Les ordinateurs Windows s’en accommodent parfaitement, la police et les menus se règlent par paliers de 25 %. Ces contenus sont ensuite ajustés par l’ordinateur à l’aide d’un calcul pour correspondre à la résolution native de l’écran et ne pas perdre en qualité d’image.
MacOS est optimisé pour l’écran Retina
Mais les Mac fonctionnent différemment. Apple n’a que faire des résolutions standard. Le fabricant californien vise plutôt une certaine densité de pixels pour ses écrans, qu’il souhaite si élevée qu’on ne distingue même plus les pixels en affichage normal. C’est ce que le marketing d’Apple appelle « écran Retina ». La densité de pixels nécessaire varie d’un appareil à l’autre : elle doit être plus élevée pour un smartphone que pour un ordinateur, car on tient le premier plus proche de notre visage.

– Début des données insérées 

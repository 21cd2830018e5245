pub mod gap_affine;
pub mod gap_affine_2piece;

pub use gap_affine::GapAffine;
pub use gap_affine_2piece::GapAffine2Piece;

use serde::{Deserialize, Serialize};

use crate::errors::BenchAlignError;

/// Largest cost magnitude accepted by [`translate`]. Scores are accumulated in `i64`, which
/// leaves plenty of headroom for long sequences with costs up to this value.
pub const MAX_PENALTY: u32 = 1 << 16;

/// Engine-neutral alignment costs. Match is a reward, all other values are costs to subtract.
pub trait AlignmentCosts: Copy {
    fn match_score(&self) -> u32;

    fn mismatch(&self) -> u32;

    fn gap_open(&self) -> u32;
    fn gap_extend(&self) -> u32;

    fn gap_open2(&self) -> u32;
    fn gap_extend2(&self) -> u32;

    fn is_two_piece(&self) -> bool;

    /// Cost of a single gap of the given length.
    fn gap_cost(&self, length: usize) -> u64;

    /// Score contribution of aligning two residues against each other.
    #[inline]
    fn substitution_score(&self, is_match: bool) -> i64 {
        if is_match {
            self.match_score() as i64
        } else {
            -(self.mismatch() as i64)
        }
    }

    /// A 5x5 substitution matrix over `A, C, G, T, N`, as used by profile based aligners. Rows
    /// and columns for `N` score 0.
    fn substitution_matrix(&self) -> [[i32; 5]; 5] {
        let a = self.match_score() as i32;
        let b = -(self.mismatch() as i32);

        let mut mat = [[0; 5]; 5];
        for (i, row) in mat.iter_mut().enumerate().take(4) {
            for (j, cell) in row.iter_mut().enumerate().take(4) {
                *cell = if i == j { a } else { b };
            }
        }

        mat
    }
}

/// Penalties as supplied by the caller. Signs are not normalized yet: the caller may use either
/// signed scores (e.g., a negative mismatch score) or unsigned penalty magnitudes.
#[derive(Copy, Clone, Debug, PartialEq, Eq, Serialize, Deserialize)]
pub enum PenaltyModel {
    SingleAffine {
        match_score: i32,
        mismatch: i32,
        gap_open: i32,
        gap_extend: i32,
    },
    TwoPieceAffine {
        match_score: i32,
        mismatch: i32,
        gap_open1: i32,
        gap_extend1: i32,
        gap_open2: i32,
        gap_extend2: i32,
    },
}

impl PenaltyModel {
    /// Build a penalty model from individual values. A second gap tier is used if both of its
    /// values are given; giving only one of them is an error.
    pub fn from_parts(
        match_score: i32,
        mismatch: i32,
        gap_open: i32,
        gap_extend: i32,
        gap_open2: Option<i32>,
        gap_extend2: Option<i32>,
    ) -> Result<Self, BenchAlignError> {
        match (gap_open2, gap_extend2) {
            (None, None) => Ok(Self::SingleAffine { match_score, mismatch, gap_open, gap_extend }),
            (Some(gap_open2), Some(gap_extend2)) => Ok(Self::TwoPieceAffine {
                match_score,
                mismatch,
                gap_open1: gap_open,
                gap_extend1: gap_extend,
                gap_open2,
                gap_extend2,
            }),
            _ => Err(BenchAlignError::InvalidPenalties(
                "two-piece affine penalties require both a second gap open and gap extend value".to_string()
            )),
        }
    }
}

/// Translated costs handed to an engine.
#[derive(Copy, Clone, Debug, PartialEq, Eq, Serialize, Deserialize)]
pub enum EngineCosts {
    Affine(GapAffine),
    Affine2Piece(GapAffine2Piece),
}

/// Translate caller penalties into engine costs, normalizing the sign of every value once.
///
/// A non-positive match value is replaced by the minimum reward of 1. Choosing the cheaper gap tier of
/// a two-piece model is left to the engine.
pub fn translate(penalties: &PenaltyModel) -> Result<EngineCosts, BenchAlignError> {
    match *penalties {
        PenaltyModel::SingleAffine { match_score, mismatch, gap_open, gap_extend } => {
            Ok(EngineCosts::Affine(GapAffine::new(
                normalize_match(match_score)?,
                magnitude("mismatch", mismatch)?,
                magnitude("gap_open", gap_open)?,
                magnitude("gap_extend", gap_extend)?,
            )))
        },
        PenaltyModel::TwoPieceAffine { match_score, mismatch, gap_open1, gap_extend1, gap_open2, gap_extend2 } => {
            Ok(EngineCosts::Affine2Piece(GapAffine2Piece::new(
                normalize_match(match_score)?,
                magnitude("mismatch", mismatch)?,
                magnitude("gap_open1", gap_open1)?,
                magnitude("gap_extend1", gap_extend1)?,
                magnitude("gap_open2", gap_open2)?,
                magnitude("gap_extend2", gap_extend2)?,
            )))
        },
    }
}

fn normalize_match(value: i32) -> Result<u32, BenchAlignError> {
    if value <= 0 {
        Ok(1)
    } else {
        magnitude("match", value)
    }
}

fn magnitude(name: &str, value: i32) -> Result<u32, BenchAlignError> {
    let abs = value.unsigned_abs();
    if abs > MAX_PENALTY {
        return Err(BenchAlignError::InvalidPenalties(
            format!("{name} penalty {value} exceeds the maximum magnitude of {MAX_PENALTY}")
        ));
    }

    Ok(abs)
}

impl AlignmentCosts for EngineCosts {
    #[inline(always)]
    fn match_score(&self) -> u32 {
        match self {
            Self::Affine(c) => c.match_score(),
            Self::Affine2Piece(c) => c.match_score(),
        }
    }

    #[inline(always)]
    fn mismatch(&self) -> u32 {
        match self {
            Self::Affine(c) => c.mismatch(),
            Self::Affine2Piece(c) => c.mismatch(),
        }
    }

    #[inline(always)]
    fn gap_open(&self) -> u32 {
        match self {
            Self::Affine(c) => c.gap_open(),
            Self::Affine2Piece(c) => c.gap_open(),
        }
    }

    #[inline(always)]
    fn gap_extend(&self) -> u32 {
        match self {
            Self::Affine(c) => c.gap_extend(),
            Self::Affine2Piece(c) => c.gap_extend(),
        }
    }

    #[inline(always)]
    fn gap_open2(&self) -> u32 {
        match self {
            Self::Affine(c) => c.gap_open2(),
            Self::Affine2Piece(c) => c.gap_open2(),
        }
    }

    #[inline(always)]
    fn gap_extend2(&self) -> u32 {
        match self {
            Self::Affine(c) => c.gap_extend2(),
            Self::Affine2Piece(c) => c.gap_extend2(),
        }
    }

    #[inline(always)]
    fn is_two_piece(&self) -> bool {
        matches!(self, Self::Affine2Piece(_))
    }

    #[inline]
    fn gap_cost(&self, length: usize) -> u64 {
        match self {
            Self::Affine(c) => c.gap_cost(length),
            Self::Affine2Piece(c) => c.gap_cost(length),
        }
    }
}

#[cfg(test)]
mod tests {
    use super::*;

    #[test]
    fn test_translate_sign_normalization() {
        let signed = PenaltyModel::SingleAffine { match_score: -1, mismatch: -4, gap_open: -6, gap_extend: -2 };
        let unsigned = PenaltyModel::SingleAffine { match_score: 1, mismatch: 4, gap_open: 6, gap_extend: 2 };

        let costs = translate(&signed).unwrap();
        assert_eq!(costs, translate(&unsigned).unwrap());
        assert_eq!(costs.match_score(), 1);
        assert_eq!(costs.mismatch(), 4);
        assert_eq!(costs.gap_open(), 6);
        assert_eq!(costs.gap_extend(), 2);
        assert!(!costs.is_two_piece());

        assert_eq!(costs.substitution_score(true), 1);
        assert_eq!(costs.substitution_score(false), -4);
    }

    #[test]
    fn test_translate_non_positive_match() {
        let penalties = PenaltyModel::SingleAffine { match_score: 0, mismatch: 4, gap_open: 6, gap_extend: 2 };
        let costs = translate(&penalties).unwrap();
        assert_eq!(costs.match_score(), 1);

        let penalties = PenaltyModel::SingleAffine { match_score: -2, mismatch: 4, gap_open: 6, gap_extend: 2 };
        let costs = translate(&penalties).unwrap();
        assert_eq!(costs.match_score(), 1);
        assert_eq!(costs.substitution_score(true), 1);

        let penalties = PenaltyModel::TwoPieceAffine {
            match_score: i32::MIN, mismatch: 4,
            gap_open1: 6, gap_extend1: 2,
            gap_open2: 24, gap_extend2: 1,
        };
        assert_eq!(translate(&penalties).unwrap().match_score(), 1);
    }

    #[test]
    fn test_translate_two_piece() {
        let penalties = PenaltyModel::TwoPieceAffine {
            match_score: 0, mismatch: -4,
            gap_open1: 6, gap_extend1: 2,
            gap_open2: -24, gap_extend2: -1,
        };

        let costs = translate(&penalties).unwrap();
        assert!(costs.is_two_piece());
        assert_eq!(costs.gap_open(), 6);
        assert_eq!(costs.gap_extend(), 2);
        assert_eq!(costs.gap_open2(), 24);
        assert_eq!(costs.gap_extend2(), 1);

        // Short gaps use the first tier, long gaps the second
        assert_eq!(costs.gap_cost(1), 8);
        assert_eq!(costs.gap_cost(30), 54);
    }

    #[test]
    fn test_translate_rejects_huge_penalties() {
        let penalties = PenaltyModel::SingleAffine { match_score: 1, mismatch: i32::MIN, gap_open: 6, gap_extend: 2 };
        assert!(matches!(translate(&penalties), Err(BenchAlignError::InvalidPenalties(_))));
    }

    #[test]
    fn test_from_parts() {
        assert!(matches!(
            PenaltyModel::from_parts(0, 4, 6, 2, None, None),
            Ok(PenaltyModel::SingleAffine { .. })
        ));
        assert!(matches!(
            PenaltyModel::from_parts(0, 4, 6, 2, Some(24), Some(1)),
            Ok(PenaltyModel::TwoPieceAffine { gap_open2: 24, gap_extend2: 1, .. })
        ));
        assert!(PenaltyModel::from_parts(0, 4, 6, 2, Some(24), None).is_err());
    }

    #[test]
    fn test_substitution_matrix() {
        let costs = translate(&PenaltyModel::SingleAffine { match_score: 2, mismatch: 4, gap_open: 6, gap_extend: 2 }).unwrap();
        let mat = costs.substitution_matrix();

        assert_eq!(mat[0], [2, -4, -4, -4, 0]);
        assert_eq!(mat[3], [-4, -4, -4, 2, 0]);
        assert_eq!(mat[4], [0; 5]);
    }
}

La densité de pixels d’Apple est plus élevée que celle des écrans classiques. Un écran de 27 pouces à résolution 4K affiche par exemple 163 ppi. Apple choisit pour ses écrans des dalles aux résolutions complètement différentes comme :
- 2560 × 1664 (13" MacBook Air), 224 ppi ;
- 3456 × 2234 (16" MacBook Pro), 254 ppi ;
- 4480 × 2520 (24" iMac), 218 ppi ;
- 5120 × 2880 (Studio Display), 218 ppi ;
- 6016 × 3384 (Pro Display XDR), 218 ppi.
MacOS est optimisé pour ces écrans Retina à densité de pixels élevée. L’interface utilisateur·rice est affichée de manière à pouvoir être multipliée par deux et avoir une taille raisonnable pour une densité de pixels de 218 ppi.
Voici un exemple : le Studio Display 27" possède une résolution de 5120 × 2880. La police et les menus sont calculés pour cette quantité de pixels. Mais, dans cette taille native, tout est minuscule. Par défaut, MacOS double donc les pixels de l’interface utilisateur·rice à l’horizontale et à la verticale, pour retrouver la même taille qu’avec une résolution 2650 × 1440. Comme le facteur de conversion × 2 tombe juste, l’effort est minime.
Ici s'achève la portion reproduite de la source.